Thursday, October 14th, 2010

Andrew Miller, guestblogging at MinnPost as well as at his own Miller Stop, ponders the future of North Minneapolis now that the Minneapolis School Board plans to shut down North High:

North Side is across the river from where I live and it’s an area I generally avoid. It’s the city’s crime center — have a look at this map of shots fired — and a less than ideal place to move your family or send your kids to school. That has to change. Great cities don’t let entire neighborhoods die.

Should North shut down, what will replace it?

In Waiting for “Superman” — yeah, I know, another tired reference — director Davis Guggenheim illustrates how a struggling school harms the overall health of a neighborhood.

The movie makes an interesting premise – but ignores an equally interesting one.  Do bad schools kill neighborhoods?  Or do schools reflect their neighborhoods?

Students at North continue to show the lowest math and science proficiency in the city. In 2010, just eight percent of juniors were proficient in math while four percent of the student body was proficient in science.

How do things improve for these students when their school shuts down? Where do they go?

I realize lots of people get nostalgic about their old schools.  Even utter failures like North.

But just as the New Orleans city schools took the rebuilding from Katrina as a cue to try to fix their school system – which, to be fair, may not have been as bad district-wide as North is – perhaps it’s time for the Minneapolis Public Schools to try something new.

Eventually, the city must destroy and rebuild the North Side. Maybe that starts with closing the doors at North and exploring innovative solutions to educate and mobilize North Side youth.

Where will they go?  Probably to one of the other Minneapolis schools – huge, anonymous factory schools.

We’ll talk “innovative solutions” below.

Maybe we need to take some of the tax dollars spent on crime enforcement and invest in neighborhood programs to keep today’s youth from being tomorrow’s felons. Maybe the school district needs to realize you can’t go $10 million over plan on a project many deemed frivolous in the first place.
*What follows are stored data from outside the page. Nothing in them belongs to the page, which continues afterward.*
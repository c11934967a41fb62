//! # Feed Command Implementation
//!
//! Prints the combined post feed of a site as JSON, the shape the
//! templating stage consumes. With `--no-sync` the feed is built from what
//! is already on disk, without running any git command.

use anyhow::Result;
use clap::Args;
use serde::Serialize;

use project_hub::feed::{self, CombinedFeed};

use super::{synchronize, SiteArgs};

/// Print the combined post feed as JSON
#[derive(Args, Debug)]
pub struct FeedArgs {
    #[command(flatten)]
    pub site: SiteArgs,

    /// Build the feed from local content only.
    #[arg(long)]
    pub no_sync: bool,
}

#[derive(Debug, Serialize)]
struct FeedOutput<'a> {
    num_posts_combined: usize,
    #[serde(flatten)]
    feed: &'a CombinedFeed,
}

/// Execute the `feed` command.
pub fn execute(args: FeedArgs) -> Result<()> {
    let mut site = args.site.load_site()?;
    if !args.no_sync {
        synchronize(&mut site);
    }

    let num_posts_combined = feed::build_and_publish(&mut site);
    if let Some(feed) = site.feed() {
        let output = FeedOutput {
            num_posts_combined,
            feed,
        };
        println!("{}", serde_json::to_string_pretty(&output)?);
    }
    Ok(())
}
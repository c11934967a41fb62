//! # CLI Command Implementations
//!
//! Each subcommand of `project-hub` lives in its own file with an `Args`
//! struct derived using `clap` and an `execute` function calling into the
//! `project_hub` library. Options shared by every command (site source and
//! refresh mode) are defined here.

pub mod feed;
pub mod sync;

use std::path::PathBuf;

use anyhow::{Context, Result};
use clap::Args;
use log::info;

use project_hub::config::{RefreshMode, SiteConfig};
use project_hub::orchestrator::{Orchestrator, ReadReport};
use project_hub::repository::RepositoryManager;
use project_hub::site::Site;
use project_hub::spec_builder::StaticSpecBuilder;

/// Options locating the site and choosing the refresh mode.
#[derive(Args, Debug)]
pub struct SiteArgs {
    /// Site source directory containing `_config.yml`.
    #[arg(short, long, value_name = "DIR", env = "PROJECT_HUB_SOURCE", default_value = ".")]
    pub source: PathBuf,

    /// Refresh mode overriding `refresh_remote_data` (always, last-resort, skip).
    #[arg(long, value_name = "MODE", env = "PROJECT_HUB_REFRESH")]
    pub refresh: Option<String>,
}

impl SiteArgs {
    /// Load the site configuration with the command-line override applied.
    ///
    /// An invalid refresh mode, in the file or on the command line, fails
    /// here, before any source is touched.
    pub fn load_config(&self) -> Result<SiteConfig> {
        let mut config = SiteConfig::load(&self.source).map_err(|e| {
            let reason = if e.is_fatal() {
                "Invalid site configuration, no source was synchronized"
            } else {
                "Failed to load site configuration"
            };
            anyhow::Error::new(e).context(format!("{} ({})", reason, self.source.display()))
        })?;
        if let Some(mode) = &self.refresh {
            config.refresh_remote_data = mode.parse::<RefreshMode>()?;
        }
        Ok(config)
    }

    pub fn load_site(&self) -> Result<Site> {
        let config = self.load_config()?;
        let site = Site::load_with_config(&self.source, config)
            .with_context(|| format!("Failed to read site at {}", self.source.display()))?;
        Ok(site)
    }
}

/// Resolve every remote source of `site` with the default spec builder.
pub fn synchronize(site: &mut Site) -> ReadReport {
    let repos = RepositoryManager::new(site.config.refresh_remote_data);
    info!(
        "Synchronizing {} site at {}",
        if site.is_hub() { "hub" } else { "project" },
        site.source.display()
    );
    Orchestrator::new(&repos, &StaticSpecBuilder).read(site)
}
//! CLI argument parsing and command dispatch

use anyhow::Result;
use clap::{Parser, Subcommand};

use crate::commands;

/// Project Hub - Synchronize the remote content of a multi-project site
#[derive(Parser, Debug)]
#[command(name = "project-hub")]
#[command(version, about, long_about = None)]
pub struct Cli {
    /// Subcommand to execute
    #[command(subcommand)]
    command: Commands,

    /// Colorize output (always, never, auto)
    #[arg(long, global = true, value_name = "WHEN", default_value = "auto")]
    color: String,

    /// Set log level (error, warn, info, debug, trace)
    #[arg(long, global = true, value_name = "LEVEL", default_value = "info")]
    log_level: String,
}

#[derive(Subcommand, Debug)]
enum Commands {
    /// Fetch every declared remote source and read it into the site
    Sync(commands::sync::SyncArgs),

    /// Print the combined post feed as JSON
    Feed(commands::feed::FeedArgs),
}

impl Cli {
    /// Execute the CLI command
    pub fn execute(self) -> Result<()> {
        init_logging(&self.log_level);

        match self.command {
            Commands::Sync(args) => commands::sync::execute(args, &self.color),
            Commands::Feed(args) => commands::feed::execute(args),
        }
    }
}

/// Initialize `env_logger`. `RUST_LOG` takes precedence over `--log-level`.
fn init_logging(level: &str) {
    let env = env_logger::Env::default().default_filter_or(level);
    // A logger may already be installed when running under a test harness.
    let _ = env_logger::Builder::from_env(env)
        .format_timestamp(None)
        .format_target(false)
        .try_init();
}
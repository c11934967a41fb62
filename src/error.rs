//! # Error Handling
//!
//! This module defines the centralized error type for `project-hub`. It uses
//! `thiserror` to build a single `Error` enum covering every failure the
//! synchronization phase can run into, with enough context (URLs, paths,
//! git commands and their stderr) to make log lines actionable.
//!
//! ## Taxonomy
//!
//! - **Configuration errors** (`ConfigParse`): fatal. An invalid
//!   `refresh_remote_data` value aborts the whole run before any source is
//!   touched.
//! - **Per-source errors** (`GitCommand`, `Checkout`, `Descriptor`,
//!   `SpecBuild`): scoped to one content source. The
//!   orchestrator logs them and continues without that source's content.
//! - **Structural inconsistencies** (`RemoteMismatch`): a cache entry that
//!   would have to be re-pointed at a different remote. Contained to the one
//!   source like other per-source errors, but reported at error level.
//!
//! Note that a sparse checkout that legitimately leaves nothing on disk is
//! *not* an error; it is reported through `repository::SyncStatus`.

use std::path::PathBuf;

use thiserror::Error;

/// Main error type for project-hub operations
#[derive(Error, Debug)]
pub enum Error {
    /// The site configuration could not be parsed or holds an invalid value.
    #[error("Configuration error: {message}{}", hint.as_ref().map(|h| format!("\n  hint: {}", h)).unwrap_or_default())]
    ConfigParse {
        message: String,
        /// Optional hint for how to fix the configuration issue
        hint: Option<String>,
    },

    /// A git command exited unsuccessfully or could not be spawned.
    #[error("Git command failed in {}: git {command} - {stderr}", path.display())]
    GitCommand {
        command: String,
        path: PathBuf,
        stderr: String,
    },

    /// Checking out a remote branch failed, including after a retry fetch.
    #[error("Checkout of {url}@{branch} failed: {message}")]
    Checkout {
        url: String,
        branch: String,
        message: String,
    },

    /// An existing cache entry points at a different remote than requested.
    #[error("Cache entry at {} is bound to {found}, refusing to re-point it to {expected}", path.display())]
    RemoteMismatch {
        path: PathBuf,
        expected: String,
        found: String,
    },

    /// A document declares a remote source block that cannot be understood.
    #[error("Invalid source descriptor in {document}: {message}")]
    Descriptor { document: String, message: String },

    /// A content document could not be read.
    #[error("Document error in {}: {message}", path.display())]
    Document { path: PathBuf, message: String },

    /// An error occurred with a path-related operation.
    #[error("Path operation error: {message}")]
    Path { message: String },

    /// The spec-build collaborator failed.
    #[error("Spec build error ({engine}): {message}")]
    SpecBuild { engine: String, message: String },

    /// An I/O error, wrapped from `std::io::Error`.
    #[error("I/O error: {0}")]
    Io(#[from] std::io::Error),

    /// A YAML parsing error, wrapped from `serde_yaml::Error`.
    #[error("YAML parsing error: {0}")]
    Yaml(#[from] serde_yaml::Error),

    /// A directory walk error, wrapped from `walkdir::Error`.
    #[error("Directory walk error: {0}")]
    Walk(#[from] walkdir::Error),

    /// A timestamp parsing error, wrapped from `chrono::ParseError`.
    #[error("Timestamp parsing error: {0}")]
    Timestamp(#[from] chrono::ParseError),
}

impl Error {
    /// Whether this error must abort the whole synchronization phase rather
    /// than being contained to a single source.
    pub fn is_fatal(&self) -> bool {
        matches!(self, Error::ConfigParse { .. })
    }

    /// Whether this error signals on-disk state that contradicts the site
    /// declarations and needs operator attention.
    pub fn is_structural(&self) -> bool {
        matches!(self, Error::RemoteMismatch { .. })
    }
}

/// A convenient type alias for `Result<T, Error>`.
pub type Result<T> = std::result::Result<T, Error>;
The North Side has been at a crossroads for years and it’s beyond me how cozier digs for the Minneapolis School District leads to better education for area youth.
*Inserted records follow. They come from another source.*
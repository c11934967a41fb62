//! # Terminal Output
//!
//! Styling for the human-readable summaries printed by the CLI. Colors
//! follow the `--color` flag; in `auto` mode they are dropped when
//! `NO_COLOR` is set, `CLICOLOR=0`, `TERM=dumb`, or stdout is not a
//! terminal (unless `CLICOLOR_FORCE` is set).

use std::env;

use console::Style;

use crate::orchestrator::Outcome;

/// Output configuration for controlling colors.
#[derive(Debug, Clone)]
pub struct OutputConfig {
    pub use_color: bool,
}

impl OutputConfig {
    /// Create an output configuration from the environment and the value of
    /// the `--color` flag (`always`, `never` or `auto`).
    pub fn from_env_and_flag(color_flag: &str) -> Self {
        let use_color = match color_flag.to_lowercase().as_str() {
            "always" => true,
            "never" => false,
            _ => colors_wanted(),
        };
        Self { use_color }
    }

    #[cfg(test)]
    pub fn plain() -> Self {
        Self { use_color: false }
    }

    /// Marker for a source outcome: a colored symbol, or a bracketed word
    /// without colors.
    pub fn outcome(&self, outcome: Outcome) -> String {
        let (symbol, word, style) = match outcome {
            Outcome::Synced => ("✓", "[ok]", Style::new().green()),
            Outcome::Absent => ("–", "[absent]", Style::new().dim()),
            Outcome::NotCached => ("○", "[not cached]", Style::new().yellow()),
            Outcome::Failed => ("✗", "[failed]", Style::new().red().bold()),
        };
        if self.use_color {
            style.force_styling(true).apply_to(symbol).to_string()
        } else {
            word.to_string()
        }
    }

    pub fn heading(&self, text: &str) -> String {
        if self.use_color {
            Style::new().bold().force_styling(true).apply_to(text).to_string()
        } else {
            text.to_string()
        }
    }
}

impl Default for OutputConfig {
    fn default() -> Self {
        Self::from_env_and_flag("auto")
    }
}

fn colors_wanted() -> bool {
    // https://no-color.org/: presence alone disables colors
    if env::var_os("NO_COLOR").is_some()
        || env::var("CLICOLOR").is_ok_and(|v| v == "0")
        || env::var("TERM").is_ok_and(|v| v == "dumb")
    {
        return false;
    }
    if env::var("CLICOLOR_FORCE").is_ok_and(|v| !v.is_empty() && v != "0") {
        return true;
    }
    console::Term::stdout().features().colors_supported()
}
It’s beyond anyone who pays attention to how education really works.  But it does reflect Mark Dayton’s education plan; throw more money at the status quo, where administration trumps teaching every time.
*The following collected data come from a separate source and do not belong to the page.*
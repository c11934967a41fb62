//! Property-based tests for URL path segmentation.
//!
//! These tests use proptest to generate random inputs and verify that
//! invariants hold for all possible inputs.

#[cfg(test)]
mod proptest_tests {
    use crate::path::{UrlPath, ADDRESSABLE_SEGMENTS};
    use proptest::prelude::*;
    use std::path::PathBuf;

    // ============================================================================
    // UrlPath::parse property tests
    // ============================================================================

    proptest! {
        /// Property: parsing never yields empty segments
        #[test]
        fn parse_never_yields_empty_segments(input in ".*") {
            let url = UrlPath::parse(&input);
            for segment in url.segments() {
                prop_assert!(!segment.is_empty());
                prop_assert!(!segment.contains('/'));
            }
        }

        /// Property: display output parses back to the same path
        #[test]
        fn parse_display_is_stable(input in "[a-z0-9_/.-]*") {
            let url = UrlPath::parse(&input);
            let reparsed = UrlPath::parse(&url.to_string());
            prop_assert_eq!(url, reparsed);
        }

        /// Property: addressability depends only on the segment count
        #[test]
        fn addressable_iff_four_segments(parts in prop::collection::vec("[a-z0-9_-]{1,8}", 0..7)) {
            let url = UrlPath::parse(&format!("/{}", parts.join("/")));
            prop_assert_eq!(url.is_addressable(), parts.len() == ADDRESSABLE_SEGMENTS);
        }
    }

    // ============================================================================
    // UrlPath::for_document property tests
    // ============================================================================

    proptest! {
        /// Property: a document URL has one segment for the label plus one
        /// per path component
        #[test]
        fn document_url_segment_count(
            dirs in prop::collection::vec("[a-z0-9_-]{1,8}", 0..5),
            stem in "[a-z0-9_-]{1,8}",
        ) {
            let mut relative = PathBuf::new();
            for dir in &dirs {
                relative.push(dir);
            }
            relative.push(format!("{}.md", stem));

            let url = UrlPath::for_document("software", &relative).unwrap();
            prop_assert_eq!(url.len(), dirs.len() + 2);
            prop_assert_eq!(url.segment(0), Some("software"));
            prop_assert_eq!(url.basename(), Some(stem.as_str()));
        }
    }
}
//! # Project Hub CLI
//!
//! This is the binary entry point for the `project-hub` command-line tool.
//!
//! Its primary responsibilities are:
//! - Parsing command-line arguments using `clap`.
//! - Executing the appropriate command based on the parsed arguments.
//! - Handling top-level application errors and translating them into a
//!   non-zero exit status.
//!
//! The synchronization logic lives in the `project_hub` library crate; the
//! binary is a thin wrapper around it.

mod cli;
mod commands;

use anyhow::Result;
use clap::Parser;

fn main() -> Result<()> {
    let cli = cli::Cli::parse();
    cli.execute()
}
North High School is the story of a community in peril and a community in need of action.

Right.  But the “ac  tion” is what’s important.

This’d be a great opportunity for Minneapolis to try to try a different tack than the one that’s failed most urban school districts.

Here are a few suggestions:

  • Don’t Build A Big School: Replace North with several smaller, neighborhood schools, each with a principal, an assistant, a secretary, eight teachers and 200 kids.  A school where the principal and every teacher knows every kid by name.
  • Tell The Union to Go Pound Sand and turn the more successful charter school operators loose in North Minneapolis.  Create a “Charter School Zone”, similar to New Orleans.  Turn the whole system on the North Side over to people with new, better ideas.  This will, necessarily, lead to the smaller schools I call for above.

None of these will ever happen, of course.   School boards love big factory schools, which they see as monuments to their own wisdom and perspecacity. Charters scare the unions. The existing system keeps big superintendents in their big salaries.

But think about what we could do?

Mark Knows

Wednesday, October 13th, 2010

Mark Dayton’s latest ad claims that, while Minnesota schools have “failed”, that “Mark Dayton was a teacher”, and that he “knows what needs to be done” to fix education.

Does he, then?

By that, do they mean teachers should only show up 1/3 of time when they’re teaching, and quit in the middle of the year?

Or do they mean the state should push the same kind of alternative licensure that put Dayton in the classroom in the first place.

Or do they just mean that we taxpayers should just shut up and give them all the money the union demands via the DFL?

Since I just went to school in North Dakota – a state that spends much less per student, and gets better results – I need this explained to me.